Even with hundreds of thousands of us working in fields like biotech, semiconductors, aerospace, nuclear energy, defense, IT and finance. we simply haven’t shown that we’re capable of committing the kinds of treacherous and venal acts that have been so generously imputed to us over the years. Imagine the deepening disappointment of the army of journalists and rightwingers who have been earnestly waiting for the kinds of stories that would prove once and for all that we’re worthy of our image as people prone to heinous acts of disloyalty to our country, or at least to our employers.
What do we have to show for all their faith? A pitiful case in which someone offered technical insights about work he’s doing at NYU Langone Medical Center to people linked to a Chinese company with ties to the Chinese government.
Despite the level best efforts of eagle-eyed US Attorney Preet Bharara to work up the facts into another headline case that Barack Obama can use to badger Xi Jinping about intellectual property protection during their summit this weekend, the best Bharara could come up with was a bribery charge for having failed to reveal that they were on the payrolls of Chinese companies with whom they discussed their NYU work in the medical technology of magnetic resonance imaging.
If they had at least managed to steal and sell a bona fide trade secret or two, Bharara could have slapped them with economic espionage charges. The worst that could be said about this trio? That they discussed “nonpublic information” about their work. Not exactly sexy reading.

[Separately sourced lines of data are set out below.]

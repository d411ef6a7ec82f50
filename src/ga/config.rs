//! Binary GA configuration.
//!
//! [`BgaConfig`] holds every parameter of the generation loop. Defaults
//! reproduce the classic interactive setup: 10 individuals, cut points
//! `(3, 6)`, 10% mutation, 2 replacements per generation.

use crate::encoding::Layout;
use crate::error::{Error, Result};

/// How crossover cut points are chosen.
#[derive(Debug, Clone, Copy, PartialEq, Eq)]
#[cfg_attr(feature = "serde", derive(serde::Serialize, serde::Deserialize))]
pub enum CutPoints {
    /// The same `(p1, p2)` for every parent pair. Requires `p1 <= p2 <= L`.
    Fixed(usize, usize),

    /// A fresh sorted pair in `[0, L]` for every parent pair, drawn from
    /// the run's generator. Still reproducible under a fixed seed.
    RandomPerPair,
}

impl Default for CutPoints {
    fn default() -> Self {
        CutPoints::Fixed(3, 6)
    }
}

/// Survivor policy applied after offspring are scored.
#[derive(Debug, Clone, Copy, PartialEq, Eq, Default)]
#[cfg_attr(feature = "serde", derive(serde::Serialize, serde::Deserialize))]
pub enum Replacement {
    /// Keep the best `size - keep` current individuals and the best `keep`
    /// offspring. The population size never changes.
    #[default]
    Elitist,

    /// Keep the first `keep` current individuals and append the best `keep`
    /// offspring. The population resizes to `2 * keep` (fewer if either
    /// side is shorter than `keep`).
    SliceParity,
}

/// How initial variable values are drawn.
#[derive(Debug, Clone, Copy, PartialEq, Eq, Default)]
#[cfg_attr(feature = "serde", derive(serde::Serialize, serde::Deserialize))]
pub enum Sampling {
    /// Uniform integer in `[ceil(low), floor(high)]`.
    #[default]
    Integer,

    /// Uniform real in `[low, high]`.
    Continuous,
}

/// Configuration for the binary GA.
///
/// # Builder Pattern
///
/// ```
/// use u_bitga::ga::{BgaConfig, CutPoints, Replacement};
///
/// let config = BgaConfig::default()
///     .with_population_size(20)
///     .with_cut_points(CutPoints::RandomPerPair)
///     .with_replacement(Replacement::Elitist)
///     .with_keep(4)
///     .with_seed(42);
/// assert_eq!(config.population_size, 20);
/// ```
#[derive(Debug, Clone, PartialEq)]
#[cfg_attr(feature = "serde", derive(serde::Serialize, serde::Deserialize))]
pub struct BgaConfig {
    /// Number of individuals. Must be even: crossover pairs neighbours.
    pub population_size: usize,

    /// Generations run by [`BgaRunner::run`](super::BgaRunner::run).
    pub max_generations: usize,

    pub cut_points: CutPoints,

    /// Fraction of all offspring bits toggled per generation (0.0–1.0).
    ///
    /// Toggles are drawn with replacement, so the number of distinct
    /// flipped bits is usually lower.
    pub mutation_rate: f64,

    /// Number of offspring admitted into the population per generation.
    pub keep: usize,

    pub replacement: Replacement,

    pub sampling: Sampling,

    /// Round phenotype values and costs to this many decimals.
    ///
    /// `Some(2)` matches two-decimal bookkeeping; `None` keeps full
    /// precision (the default).
    pub round_digits: Option<u32>,

    /// Generations without improvement of the best cost before stopping.
    ///
    /// Set to 0 to disable (the default).
    pub stagnation_limit: usize,

    /// Random seed for reproducibility. `None` uses a random seed.
    pub seed: Option<u64>,
}

impl Default for BgaConfig {
    fn default() -> Self {
        Self {
            population_size: 10,
            max_generations: 100,
            cut_points: CutPoints::default(),
            mutation_rate: 0.1,
            keep: 2,
            replacement: Replacement::default(),
            sampling: Sampling::default(),
            round_digits: None,
            stagnation_limit: 0,
            seed: None,
        }
    }
}

impl BgaConfig {
    pub fn with_population_size(mut self, n: usize) -> Self {
        self.population_size = n;
        self
    }

    pub fn with_max_generations(mut self, n: usize) -> Self {
        self.max_generations = n;
        self
    }

    pub fn with_cut_points(mut self, cut_points: CutPoints) -> Self {
        self.cut_points = cut_points;
        self
    }

    /// Sets the mutation rate, clamped to `[0, 1]`.
    pub fn with_mutation_rate(mut self, rate: f64) -> Self {
        self.mutation_rate = rate.clamp(0.0, 1.0);
        self
    }

    pub fn with_keep(mut self, keep: usize) -> Self {
        self.keep = keep;
        self
    }

    pub fn with_replacement(mut self, replacement: Replacement) -> Self {
        self.replacement = replacement;
        self
    }

    pub fn with_sampling(mut self, sampling: Sampling) -> Self {
        self.sampling = sampling;
        self
    }

    pub fn with_round_digits(mut self, digits: u32) -> Self {
        self.round_digits = Some(digits);
        self
    }

    pub fn with_stagnation_limit(mut self, limit: usize) -> Self {
        self.stagnation_limit = limit;
        self
    }

    pub fn with_seed(mut self, seed: u64) -> Self {
        self.seed = Some(seed);
        self
    }

    /// Checks the configuration against a layout.
    pub fn validate(&self, layout: &Layout) -> Result<()> {
        if self.population_size < 2 {
            return Err(invalid("population_size must be at least 2"));
        }
        if self.population_size % 2 != 0 {
            return Err(Error::SizeMismatch(format!(
                "population_size must be even for pairwise crossover, got {}",
                self.population_size
            )));
        }
        if self.max_generations == 0 {
            return Err(invalid("max_generations must be at least 1"));
        }
        if !(0.0..=1.0).contains(&self.mutation_rate) {
            return Err(invalid("mutation_rate must be in [0, 1]"));
        }
        match self.replacement {
            Replacement::Elitist if self.keep > self.population_size => {
                return Err(Error::Resize {
                    keep: self.keep,
                    size: self.population_size,
                });
            }
            Replacement::SliceParity if self.keep == 0 => {
                return Err(invalid("keep must be at least 1 for slice replacement"));
            }
            _ => {}
        }
        if let CutPoints::Fixed(p1, p2) = self.cut_points {
            check_cut_points(p1, p2, layout.genome_len())?;
        }
        Ok(())
    }
}

/// Validates `p1 <= p2 <= genome_len`.
pub(crate) fn check_cut_points(p1: usize, p2: usize, genome_len: usize) -> Result<()> {
    if p1 > p2 || p2 > genome_len {
        return Err(Error::SizeMismatch(format!(
            "cut points ({p1}, {p2}) must satisfy p1 <= p2 <= {genome_len}"
        )));
    }
    Ok(())
}

fn invalid(msg: &str) -> Error {
    Error::Configuration(msg.into())
}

Yet another huge disappointment in a line of cases that have the right atmospherics — Chinese talking to Chinese about American technology — but simply fail to live up to the hype about our limitless capacity for treachery. Once again we’ve fallen short of the kind of diabolical cunning that could spice up newspapers or justify breathless TV breaking-news feeds.
Of course the biggest disappointment in recent memory is Dr Wen Ho Lee. The guy was a nuclear scientist at Los Alamos National Labs and the best he could do to live up to American expectations was copy some semi-classified files onto his laptop. Never tried to send them to China. Never tried to sell them to an agent. Even refused a Chinese agent’s request for data while they were engaged in a tête-à-tête inside a hotel room.
Despite all of Lee’s work with classified data, and despite the best efforts of the FBI to set him up, the lamer only managed to snag a single count of “improper handling of restricted data”. All those poor news organizations that had been salivating at the atmospherics — nuclear energy, Chinese scientist, classified data — ended up having to publish retractions about their innuendos and chip in for the $1.6-million settlement paid to Lee. Disappointing all around, especially after Lee spent nine months in solitary and got everyone worked up over the possibility of the first ever case of an Asian American betraying his adoptive country to help the homies back on the other side of the Pacific.
And of course those Japanese Americans never amounted to much in the treachery department either. Not a single act of sabotage or espionage or even cooperation with the enemy during World War II after the US government went through the trouble of sending 120,000 of them to rural retreats, presumably to protect them from white people who were out to harm them for their sneaky treachery in tracing their roots to a land that would later bomb Pearl Harbor.
It’s gotten so I’m beginning to wonder if we Asians are worthy of our vaunted reputation for cunning, deceit and treachery.